19-07-2022 |
Old age requires a regular source of income to meet several expenses. You cannot earn for a lifetime, so investing in a retirement corpus when you are working is necessary. But the poor sections of society do not have the privilege of saving enough for their old age.
Thus, the government of India has introduced several pension schemes to help the poor save regularly for the post-retirement period. One of them is the Atal Pension Yojana, specifically designed for informal sector workers.
The unorganised sector in India contributes around 50 per cent of the Gross Domestic Product, employing 80 per cent of the country’s workforce. To socially secure such a large workforce, the government launched the Atal Pension Yojana scheme in 2015. The scheme aims to provide old-age security benefits to the informal workforce. Read ahead to know about the Atal Pension Yojana details and how it works.
About Atal Pension Yojana
The Atal Pension Yojana is a pension scheme in India which replaced the erstwhile Swavalamban Yojana. By encouraging early savings, the scheme helps reduce the financial burden of the underprivileged sections of the country. With several monthly subscription options, a subscriber can invest in the retirement corpus according to their pocket.
Atal Pension Yojana Eligibility
Any Indian citizen of 18 years of age is eligible to join the scheme, and the Atal Pension Yojana age limit is 40 years.
The scheme is open to all bank account holders.
The individual must furnish proof of possession of the Aadhaar or enrol for Aadhaar authentication.
Features of the APY
The APY scheme details are as follows:
The scheme is regulated by the Pension Fund Regulatory and Development Authority.
An individual enrolled in the scheme is eligible to receive a pension of ₹1000-5000 per month upon reaching the age of 60 years. The pension amount depends on the contributions made.
The subscriber’s spouse is also eligible for the pension after the subscriber’s demise. If both the subscriber and spouse pass away, the pension fund is given to the nominee.
The Central Government also contributes 50 per cent of the total contribution or ₹1000 per year, whichever is less for the beginning five years of the scheme launch. This benefit is for subscribers joining the scheme before 31st December 2015. Also, the individual should neither be a member of any other social security scheme nor a taxpayer*.
The subscriber can change the amount of contribution once in a financial year.
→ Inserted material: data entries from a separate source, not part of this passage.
//! Runs a few election nodes on one in-memory broadcast medium, kills the
//! primary and shows the survivors fail over.
//!
//! `SYNCER_LIVE_INTERVAL_MS` and `SYNCER_DEBUG` tune the nodes; `RUST_LOG`
//! tunes the output.

use std::sync::Arc;
use std::time::Duration;

use anyhow::Context;
use futures::future::join_all;
use syncer_core::{ElectionNode, NodeOptions};
use syncer_transport::{MockTransport, TransportRegistry};
use tracing_subscriber::EnvFilter;

const GROUP: &str = "demo";
const NODES: u64 = 3;

#[tokio::main]
async fn main() -> anyhow::Result<()> {
    tracing_subscriber::fmt()
        .with_env_filter(EnvFilter::try_from_default_env().unwrap_or_else(|_| EnvFilter::new("info")))
        .init();

    let options = NodeOptions::from_env();
    let registry = Arc::new(TransportRegistry::new());

    let mut nodes = Vec::new();
    for endpoint in 1..=NODES {
        let transport = MockTransport::create(endpoint, registry.clone())
            .with_context(|| format!("failed to register endpoint {endpoint}"))?;
        let mut node = ElectionNode::create(GROUP, Some(options.clone()), transport);
        let id = node
            .init(
                move |id| tracing::info!(endpoint, %id, "I am the primary now"),
                move |primary| tracing::info!(endpoint, %primary, "Stepped down to replica"),
            )
            .await?;
        tracing::info!(endpoint, %id, "Node started");
        nodes.push(node);
    }

    let settle = nodes[0].config().dead_interval() * 3;
    tokio::time::sleep(settle).await;

    let primary = nodes[0].primary().context("no primary elected")?;
    tracing::info!(%primary, "Cluster settled");

    let position = nodes
        .iter()
        .position(|n| n.id() == Some(primary))
        .context("primary is not one of the local nodes")?;
    let victim = nodes.remove(position);
    tracing::warn!(%primary, "Destroying the primary");
    victim.destroy().await?;

    let mut watcher = nodes[0].watch_primary()?;
    let successor = {
        let changed = tokio::time::timeout(
            settle + Duration::from_secs(1),
            watcher.wait_for(|p| p.is_some_and(|p| p != primary)),
        )
        .await
        .context("no failover before the deadline")??;
        (*changed).context("primary vanished")?
    };
    tracing::info!(%successor, "Failover complete");

    for result in join_all(nodes.into_iter().map(ElectionNode::destroy)).await {
        result?;
    }
    Ok(())
}
impl ElectionState {
    pub fn new(id: NodeId, config: Config) -> Self {
        Self {
            id,
            config,
            registry: NodeRegistry::new(),
            round: VoteRound::new(),
            vote_started: None,
            primary: None,
        }
    }

    pub fn id(&self) -> NodeId {
        self.id
    }

    pub fn config(&self) -> &Config {
        &self.config
    }

    pub fn registry(&self) -> &NodeRegistry {
        &self.registry
    }

    pub fn round(&self) -> &VoteRound {
        &self.round
    }

    pub fn primary(&self) -> Option<NodeId> {
        self.primary
    }

    pub fn is_primary(&self) -> bool {
        self.primary == Some(self.id)
    }

    pub fn vote_started(&self) -> Option<u64> {
        self.vote_started
    }

    pub fn phase(&self, now: u64) -> Phase {
        match self.vote_started {
            Some(started_at) if now.saturating_sub(started_at) < self.config.vote_interval_ms() => {
                Phase::Voting { started_at }
            }
            _ => Phase::Idle,
        }
    }

    /// Heartbeat tick: refresh our own entry and advertise ourselves.
    pub fn heartbeat(&mut self, now: u64) -> Vec<Action> {
        self.registry.record(self.id, now);

        if self.config.debug() {
            tracing::info!(
                node_id = %self.id,
                is_primary = self.is_primary(),
                nodes = ?self.registry,
                "Heartbeat"
            );
        } else {
            tracing::trace!(node_id = %self.id, is_primary = self.is_primary(), known = self.registry.len(), "Heartbeat");
        }

        vec![Action::PublishLive(LiveMessage {
            id: self.id,
            timestamp: now,
            primary: self.is_primary(),
        })]
    }

    /// Inbound beacon, our own loopback included.
    pub fn handle_live(&mut self, msg: &LiveMessage) -> Vec<Action> {
        let mut actions = Vec::new();
        self.registry.record(msg.id, msg.timestamp);

        if msg.primary && self.primary != Some(msg.id) {
            tracing::debug!(node_id = %self.id, claimed = %msg.id, "Adopting primary from beacon");
            self.set_active(msg.id, &mut actions);
        }
        actions
    }

    /// Whether the believed primary is unknown or has not been heard from
    /// for a dead interval.
    pub fn primary_is_stale(&self, now: u64) -> bool {
        match self.primary.and_then(|p| self.registry.last_seen(&p)) {
            Some(seen) => now.saturating_sub(seen) >= self.config.dead_interval_ms(),
            None => true,
        }
    }

    /// Failure-check tick: start a round when the primary is stale and no
    /// round started within `vote_interval + live_interval`.
    pub fn check_primary(&mut self, now: u64) -> Vec<Action> {
        if !self.primary_is_stale(now) {
            return Vec::new();
        }

        let cooldown = self.config.vote_interval_ms() + self.config.live_interval_ms();
        let cooled_down = self
            .vote_started
            .map_or(true, |started| now.saturating_sub(started) >= cooldown);
        if !cooled_down {
            tracing::trace!(node_id = %self.id, "Primary stale but a round is recent, waiting");
            return Vec::new();
        }

        tracing::debug!(node_id = %self.id, primary = ?self.primary, "Primary stale, starting election");
        self.start_vote(now, None)
    }

    /// Starts (or joins) a round and evaluates the decision rule.
    pub fn start_vote(&mut self, now: u64, vote_id: Option<VoteId>) -> Vec<Action> {
        let mut actions = Vec::new();
        self.open_round(now, vote_id, &mut actions);
        self.decide(&mut actions);
        actions
    }

    /// Inbound ballot, our own loopback included.
    pub fn handle_vote(&mut self, now: u64, msg: &VoteMessage) -> Vec<Action> {
        let mut actions = Vec::new();
        self.open_round(now, Some(msg.vote_id), &mut actions);

        if self.round.cast(msg.id, msg.vote) {
            tracing::trace!(node_id = %self.id, voter = %msg.id, candidate = %msg.vote, "Ballot recorded");
        }
        self.decide(&mut actions);
        actions
    }

    /// Opens a new round unless one started less than a vote interval ago.
    fn open_round(&mut self, now: u64, vote_id: Option<VoteId>, actions: &mut Vec<Action>) {
        if let Phase::Voting { started_at } = self.phase(now) {
            tracing::trace!(node_id = %self.id, started_at, "Round already in progress");
            return;
        }

        let vote_id = vote_id.unwrap_or_else(VoteId::random);
        self.round.reset(vote_id);
        self.vote_started = Some(now);

        let pruned = self.registry.prune(now, self.config.dead_interval_ms());
        if !pruned.is_empty() {
            tracing::debug!(node_id = %self.id, ?pruned, "Pruned dead nodes");
        }

        let Some(candidate) = self.registry.lowest() else {
            tracing::debug!(node_id = %self.id, %vote_id, "Round opened with no known nodes, abstaining");
            return;
        };

        tracing::debug!(
            node_id = %self.id,
            %vote_id,
            %candidate,
            known = self.registry.len(),
            "Election round started"
        );

        actions.push(Action::PublishVote(VoteMessage {
            vote_id,
            id: self.id,
            vote: candidate,
        }));
        self.round.cast(self.id, candidate);
    }

    fn decide(&mut self, actions: &mut Vec<Action>) {
        match self.round.outcome(self.registry.len()) {
            Outcome::Pending { cast, needed } => {
                tracing::trace!(node_id = %self.id, cast, needed, "Waiting for ballots");
            }
            Outcome::Tied { candidates, votes } => {
                tracing::debug!(node_id = %self.id, ?candidates, votes, "Split vote, no decision");
            }
            Outcome::Elected { winner, votes } => {
                if self.primary != Some(winner) {
                    tracing::debug!(node_id = %self.id, %winner, votes, "Election decided");
                }
                self.set_active(winner, actions);
            }
        }
    }

    /// Role transition towards `primary`.
    fn set_active(&mut self, primary: NodeId, actions: &mut Vec<Action>) {
        if self.primary == Some(primary) {
            return;
        }

        if primary == self.id {
            tracing::info!(node_id = %self.id, "Became primary");
            actions.push(Action::Promoted(primary));
        } else if self.is_primary() {
            tracing::info!(node_id = %self.id, new_primary = %primary, "Stepped down to replica");
            actions.push(Action::Demoted(primary));
        } else {
            tracing::info!(node_id = %self.id, %primary, previous = ?self.primary, "Primary changed");
        }

        self.primary = Some(primary);
    }
}
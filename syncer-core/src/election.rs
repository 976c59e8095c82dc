//! Single-round plurality vote.
//!
//! A round collects at most one ballot per voter. Once as many ballots have
//! been cast as there are known nodes, the candidate with the strictly
//! largest tally wins; a shared maximum yields no winner.

use crate::id::{NodeId, VoteId};
use std::collections::{BTreeMap, HashMap};

/// Result of evaluating the decision rule.
#[derive(Debug, Clone, PartialEq, Eq)]
pub enum Outcome {
    /// Fewer ballots than known nodes.
    Pending { cast: usize, needed: usize },
    /// Several candidates share the top tally.
    Tied { candidates: Vec<NodeId>, votes: usize },
    /// Unique winner.
    Elected { winner: NodeId, votes: usize },
}

#[derive(Debug, Clone, Default)]
pub struct VoteRound {
    id: Option<VoteId>,
    ballots: HashMap<NodeId, NodeId>,
}

impl VoteRound {
    pub fn new() -> Self {
        Self::default()
    }

    /// Discards all ballots and opens round `id`.
    pub fn reset(&mut self, id: VoteId) {
        self.id = Some(id);
        self.ballots.clear();
    }

    pub fn id(&self) -> Option<VoteId> {
        self.id
    }

    /// Records `voter`'s ballot for `candidate`.
    ///
    /// A voter holds a single ballot: a repeated ballot is a no-op and a
    /// changed one replaces the earlier choice. Returns whether the round
    /// changed.
    pub fn cast(&mut self, voter: NodeId, candidate: NodeId) -> bool {
        self.ballots.insert(voter, candidate) != Some(candidate)
    }

    pub fn ballot_of(&self, voter: &NodeId) -> Option<NodeId> {
        self.ballots.get(voter).copied()
    }

    pub fn ballots_cast(&self) -> usize {
        self.ballots.len()
    }

    /// Votes per candidate, ascending by candidate id.
    pub fn tally(&self) -> BTreeMap<NodeId, usize> {
        let mut tally = BTreeMap::new();
        for candidate in self.ballots.values() {
            *tally.entry(*candidate).or_insert(0) += 1;
        }
        tally
    }

    /// Applies the decision rule against a quorum of `known_nodes`.
    pub fn outcome(&self, known_nodes: usize) -> Outcome {
        let cast = self.ballots_cast();
        if cast == 0 || cast < known_nodes {
            return Outcome::Pending {
                cast,
                needed: known_nodes,
            };
        }

        let tally = self.tally();
        let top = tally.values().copied().max().unwrap_or(0);
        let leaders: Vec<NodeId> = tally
            .into_iter()
            .filter(|(_, votes)| *votes == top)
            .map(|(candidate, _)| candidate)
            .collect();

        match leaders.as_slice() {
            [winner] => Outcome::Elected {
                winner: *winner,
                votes: top,
            },
            _ => Outcome::Tied {
                candidates: leaders,
                votes: top,
            },
        }
    }
}
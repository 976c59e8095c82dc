use crate::error::Result;
use crate::id::{NodeId, VoteId};
use bytes::Bytes;
use serde::{Deserialize, Serialize};

/// Liveness beacon broadcast on every heartbeat tick.
#[derive(Debug, Clone, PartialEq, Serialize, Deserialize)]
pub struct LiveMessage {
    /// Sender
    pub id: NodeId,
    /// Sender's clock, epoch milliseconds
    #[serde(alias = "ts")]
    pub timestamp: u64,
    /// Whether the sender believes itself to be primary
    pub primary: bool,
}

/// A ballot: `id` votes for `vote` in round `vote_id`.
#[derive(Debug, Clone, PartialEq, Serialize, Deserialize)]
pub struct VoteMessage {
    #[serde(rename = "voteID")]
    pub vote_id: VoteId,
    pub id: NodeId,
    pub vote: NodeId,
}

impl LiveMessage {
    pub fn encode(&self) -> Result<Bytes> {
        Ok(Bytes::from(serde_json::to_vec(self)?))
    }

    pub fn decode(payload: &[u8]) -> Result<Self> {
        Ok(serde_json::from_slice(payload)?)
    }
}

impl VoteMessage {
    pub fn encode(&self) -> Result<Bytes> {
        Ok(Bytes::from(serde_json::to_vec(self)?))
    }

    pub fn decode(payload: &[u8]) -> Result<Self> {
        Ok(serde_json::from_slice(payload)?)
    }
}
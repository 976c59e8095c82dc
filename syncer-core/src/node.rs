//! The async election node.
//!
//! [`ElectionNode`] owns the lifecycle (subscribe, spawn, tear down). All
//! protocol state lives in an [`ElectionState`] owned by a single driver task
//! that serializes heartbeat ticks, failure-check ticks and inbound messages,
//! so the state needs no locking.

use crate::clock::Clock;
use crate::config::{Config, NodeOptions};
use crate::error::{Result, SyncerError};
use crate::id::NodeId;
use crate::message::{LiveMessage, VoteMessage};
use crate::state::{Action, ElectionState};
use crate::{Subscription, SubscriptionId, Transport};
use bytes::Bytes;
use std::sync::Arc;
use tokio::sync::{mpsc, oneshot, watch};
use tokio::task::JoinHandle;
use tokio::time::{self, Instant, MissedTickBehavior};

/// Callback fired on a role transition of this node.
pub type RoleCallback = Box<dyn FnMut(NodeId) + Send + 'static>;

/// Topic carrying liveness beacons for the node group `name`.
pub fn live_topic(name: &str) -> String {
    format!("syncer-live-chan-{name}")
}

/// Topic carrying ballots for the node group `name`.
pub fn vote_topic(name: &str) -> String {
    format!("syncer-vote-chan-{name}")
}

/// One participant in the election for a named group.
///
/// Nodes with different names never see each other's traffic, even on a
/// shared transport.
pub struct ElectionNode<T: Transport> {
    name: String,
    config: Config,
    transport: Arc<T>,
    pinned_id: Option<NodeId>,
    running: Option<Running>,
}

/// Resources of an initialized node.
struct Running {
    id: NodeId,
    live_topic: String,
    live_subscription: SubscriptionId,
    vote_topic: String,
    vote_subscription: SubscriptionId,
    shutdown: Option<oneshot::Sender<()>>,
    task: Option<JoinHandle<()>>,
    primary: watch::Receiver<Option<NodeId>>,
}

impl<T: Transport> ElectionNode<T> {
    /// Creates an inert node; nothing runs until [`ElectionNode::init`].
    pub fn create(name: impl Into<String>, options: Option<NodeOptions>, transport: T) -> Self {
        let config = Config::from_options(&options.unwrap_or_default());
        Self {
            name: name.into(),
            config,
            transport: Arc::new(transport),
            pinned_id: None,
            running: None,
        }
    }

    /// Uses `id` instead of a random identity at `init`.
    pub fn with_id(mut self, id: NodeId) -> Self {
        self.pinned_id = Some(id);
        self
    }

    pub fn name(&self) -> &str {
        &self.name
    }

    pub fn config(&self) -> &Config {
        &self.config
    }

    /// Identity, once initialized.
    pub fn id(&self) -> Option<NodeId> {
        self.running.as_ref().map(|r| r.id)
    }

    /// Current belief about who is primary.
    pub fn primary(&self) -> Option<NodeId> {
        self.running.as_ref().and_then(|r| *r.primary.borrow())
    }

    /// Receiver that observes every change of the primary belief.
    pub fn watch_primary(&self) -> Result<watch::Receiver<Option<NodeId>>> {
        self.running
            .as_ref()
            .map(|r| r.primary.clone())
            .ok_or(SyncerError::NotInitialized)
    }

    /// Assigns the identity, subscribes to both topics and starts the timers.
    ///
    /// `on_primary` fires with this node's id when it becomes primary;
    /// `on_replica` fires with the new primary's id when it steps down. Both
    /// run on the node's driver task.
    pub async fn init<P, R>(&mut self, on_primary: P, on_replica: R) -> Result<NodeId>
    where
        P: FnMut(NodeId) + Send + 'static,
        R: FnMut(NodeId) + Send + 'static,
    {
        if self.running.is_some() {
            return Err(SyncerError::AlreadyInitialized);
        }

        let id = self.pinned_id.unwrap_or_else(NodeId::random);
        let live_topic = live_topic(&self.name);
        let vote_topic = vote_topic(&self.name);

        let Subscription {
            id: live_subscription,
            receiver: live_rx,
        } = self.transport.subscribe(&live_topic).await?;
        let Subscription {
            id: vote_subscription,
            receiver: vote_rx,
        } = match self.transport.subscribe(&vote_topic).await {
            Ok(subscription) => subscription,
            Err(e) => {
                if let Err(undo) = self.transport.unsubscribe(&live_topic, live_subscription).await {
                    tracing::warn!(node_id = %id, error = %undo, "Failed to roll back live subscription");
                }
                return Err(e.into());
            }
        };

        let (shutdown_tx, shutdown_rx) = oneshot::channel();
        let (primary_tx, primary_rx) = watch::channel(None);

        let driver = Driver {
            state: ElectionState::new(id, self.config),
            transport: self.transport.clone(),
            live_topic: live_topic.clone(),
            vote_topic: vote_topic.clone(),
            clock: Clock::new(),
            on_primary: Box::new(on_primary),
            on_replica: Box::new(on_replica),
            primary_tx,
        };
        let task = tokio::spawn(driver.run(live_rx, vote_rx, shutdown_rx));

        self.running = Some(Running {
            id,
            live_topic,
            live_subscription,
            vote_topic,
            vote_subscription,
            shutdown: Some(shutdown_tx),
            task: Some(task),
            primary: primary_rx,
        });

        tracing::info!(
            node_id = %id,
            name = %self.name,
            live_interval_ms = self.config.live_interval_ms(),
            "Syncer initialized"
        );
        Ok(id)
    }

    /// Stops both timers, waits for the driver to exit, unsubscribes both
    /// topics and closes the transport. No callback fires after this returns.
    ///
    /// Every teardown step runs even when an earlier one fails (a panicked
    /// callback, an already closed transport); the first failure is returned.
    pub async fn destroy(mut self) -> Result<()> {
        let mut running = self.running.take().ok_or(SyncerError::NotInitialized)?;

        if let Some(shutdown) = running.shutdown.take() {
            let _ = shutdown.send(());
        }
        let joined = match running.task.take() {
            Some(task) => task.await.map_err(|e| SyncerError::Driver(e.to_string())),
            None => Ok(()),
        };

        let live = self
            .transport
            .unsubscribe(&running.live_topic, running.live_subscription)
            .await
            .map_err(SyncerError::from);
        let vote = self
            .transport
            .unsubscribe(&running.vote_topic, running.vote_subscription)
            .await
            .map_err(SyncerError::from);
        let closed = self.transport.close().await.map_err(SyncerError::from);

        let result = joined.and(live).and(vote).and(closed);
        match &result {
            Ok(()) => tracing::info!(node_id = %running.id, name = %self.name, "Syncer destroyed"),
            Err(e) => tracing::warn!(node_id = %running.id, name = %self.name, error = %e, "Syncer destroyed with errors"),
        }
        result
    }
}

impl<T: Transport> Drop for ElectionNode<T> {
    fn drop(&mut self) {
        // Not destroyed: stop the driver; subscriptions are left to the transport.
        if let Some(mut running) = self.running.take() {
            if let Some(shutdown) = running.shutdown.take() {
                let _ = shutdown.send(());
            }
            if let Some(task) = running.task.take() {
                task.abort();
            }
        }
    }
}

/// The task that owns an initialized node's state.
struct Driver<T: Transport> {
    state: ElectionState,
    transport: Arc<T>,
    live_topic: String,
    vote_topic: String,
    clock: Clock,
    on_primary: RoleCallback,
    on_replica: RoleCallback,
    primary_tx: watch::Sender<Option<NodeId>>,
}

impl<T: Transport> Driver<T> {
    async fn run(
        mut self,
        mut live_rx: mpsc::UnboundedReceiver<Bytes>,
        mut vote_rx: mpsc::UnboundedReceiver<Bytes>,
        mut shutdown_rx: oneshot::Receiver<()>,
    ) {
        let node_id = self.state.id();
        let live_period = self.state.config().live_interval();
        let vote_period = self.state.config().vote_interval();

        // First ticks one full period after start.
        let mut heartbeat = time::interval_at(Instant::now() + live_period, live_period);
        let mut failure_check = time::interval_at(Instant::now() + vote_period, vote_period);
        heartbeat.set_missed_tick_behavior(MissedTickBehavior::Delay);
        failure_check.set_missed_tick_behavior(MissedTickBehavior::Delay);

        loop {
            let actions = tokio::select! {
                biased;
                _ = &mut shutdown_rx => break,
                payload = live_rx.recv() => match payload {
                    Some(payload) => self.on_live(&payload),
                    None => {
                        tracing::error!(node_id = %node_id, topic = %self.live_topic, "Live subscription closed, stopping");
                        break;
                    }
                },
                payload = vote_rx.recv() => match payload {
                    Some(payload) => self.on_vote(&payload),
                    None => {
                        tracing::error!(node_id = %node_id, topic = %self.vote_topic, "Vote subscription closed, stopping");
                        break;
                    }
                },
                _ = heartbeat.tick() => self.state.heartbeat(self.clock.now_millis()),
                _ = failure_check.tick() => self.state.check_primary(self.clock.now_millis()),
            };
            self.apply(actions).await;
        }

        tracing::debug!(node_id = %node_id, "Driver stopped");
    }

    fn on_live(&mut self, payload: &[u8]) -> Vec<Action> {
        match LiveMessage::decode(payload) {
            Ok(msg) => {
                tracing::trace!(node_id = %self.state.id(), from = %msg.id, primary = msg.primary, "Beacon received");
                self.state.handle_live(&msg)
            }
            Err(e) => {
                tracing::warn!(node_id = %self.state.id(), error = %e, "Dropping malformed liveness message");
                Vec::new()
            }
        }
    }

    fn on_vote(&mut self, payload: &[u8]) -> Vec<Action> {
        match VoteMessage::decode(payload) {
            Ok(msg) => {
                tracing::trace!(
                    node_id = %self.state.id(),
                    vote_id = %msg.vote_id,
                    voter = %msg.id,
                    candidate = %msg.vote,
                    "Ballot received"
                );
                self.state.handle_vote(self.clock.now_millis(), &msg)
            }
            Err(e) => {
                tracing::warn!(node_id = %self.state.id(), error = %e, "Dropping malformed vote message");
                Vec::new()
            }
        }
    }

    async fn apply(&mut self, actions: Vec<Action>) {
        let node_id = self.state.id();
        for action in actions {
            match action {
                Action::PublishLive(msg) => {
                    publish(self.transport.as_ref(), &self.live_topic, node_id, msg.encode()).await
                }
                Action::PublishVote(msg) => {
                    publish(self.transport.as_ref(), &self.vote_topic, node_id, msg.encode()).await
                }
                Action::Promoted(id) => (self.on_primary)(id),
                Action::Demoted(primary) => (self.on_replica)(primary),
            }
        }

        let belief = self.state.primary();
        self.primary_tx.send_if_modified(|current| {
            if *current == belief {
                return false;
            }
            *current = belief;
            true
        });
    }
}

/// Fire-and-forget broadcast; failures only get logged.
async fn publish<T: Transport>(transport: &T, topic: &str, node_id: NodeId, payload: Result<Bytes>) {
    let payload = match payload {
        Ok(payload) => payload,
        Err(e) => {
            tracing::error!(node_id = %node_id, topic, error = %e, "Failed to encode message");
            return;
        }
    };
    if let Err(e) = transport.publish(topic, payload).await {
        tracing::warn!(node_id = %node_id, topic, error = %e, "Publish failed");
    }
}
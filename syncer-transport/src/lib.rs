//! In-memory broadcast transport for running election nodes in one process.

pub mod error;
pub mod mock;
pub mod network;

pub use error::TransportError;
pub use mock::EndpointId;
pub use mock::MockTransport;
pub use mock::TransportRegistry;
pub use network::NetworkOptions;

pub use syncer_core::Transport; // Re-export core trait

use async_trait::async_trait;
use bytes::Bytes;
use syncer_core::{Subscription, SubscriptionId};

#[async_trait]
impl Transport for MockTransport {
    async fn publish(&self, topic: &str, payload: Bytes) -> anyhow::Result<()> {
        Ok(self.publish_impl(topic, payload)?)
    }

    async fn subscribe(&self, topic: &str) -> anyhow::Result<Subscription> {
        Ok(self.subscribe_impl(topic)?)
    }

    async fn unsubscribe(&self, topic: &str, id: SubscriptionId) -> anyhow::Result<()> {
        Ok(self.unsubscribe_impl(topic, id)?)
    }

    async fn close(&self) -> anyhow::Result<()> {
        self.close_impl();
        Ok(())
    }
}
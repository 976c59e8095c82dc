use std::time::{SystemTime, UNIX_EPOCH};
use tokio::time::Instant;

/// Epoch-millisecond clock of one node.
///
/// Anchored to the wall clock once and advanced by the tokio clock, so it
/// never runs backwards and follows paused/advanced time in tests.
#[derive(Debug, Clone, Copy)]
pub struct Clock {
    epoch_ms: u64,
    anchor: Instant,
}

impl Clock {
    pub fn new() -> Self {
        let epoch_ms = SystemTime::now()
            .duration_since(UNIX_EPOCH)
            .unwrap_or_default()
            .as_millis() as u64;
        Self {
            epoch_ms,
            anchor: Instant::now(),
        }
    }

    pub fn now_millis(&self) -> u64 {
        self.epoch_ms + self.anchor.elapsed().as_millis() as u64
    }
}

impl Default for Clock {
    fn default() -> Self {
        Self::new()
    }
}

#[cfg(test)]
mod tests {
    use super::*;
    use std::time::Duration;

    #[tokio::test(start_paused = true)]
    async fn follows_tokio_time() {
        let clock = Clock::new();
        let start = clock.now_millis();
        tokio::time::advance(Duration::from_millis(1_250)).await;
        assert_eq!(clock.now_millis() - start, 1_250);
    }
}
Under the scheme, you can connect your bank account with the Atal Pension Scheme account for automatic deduction.
The scheme uses the Institutional Architecture of the National Pension System for enrolling subscribers.
How Can You Apply for APY?
To enrol for the scheme, you can visit any nationalised bank in India and follow the steps below:
Download the application form from the website of Atal Pension Yojana online or visit a nationalised bank to fill out the form.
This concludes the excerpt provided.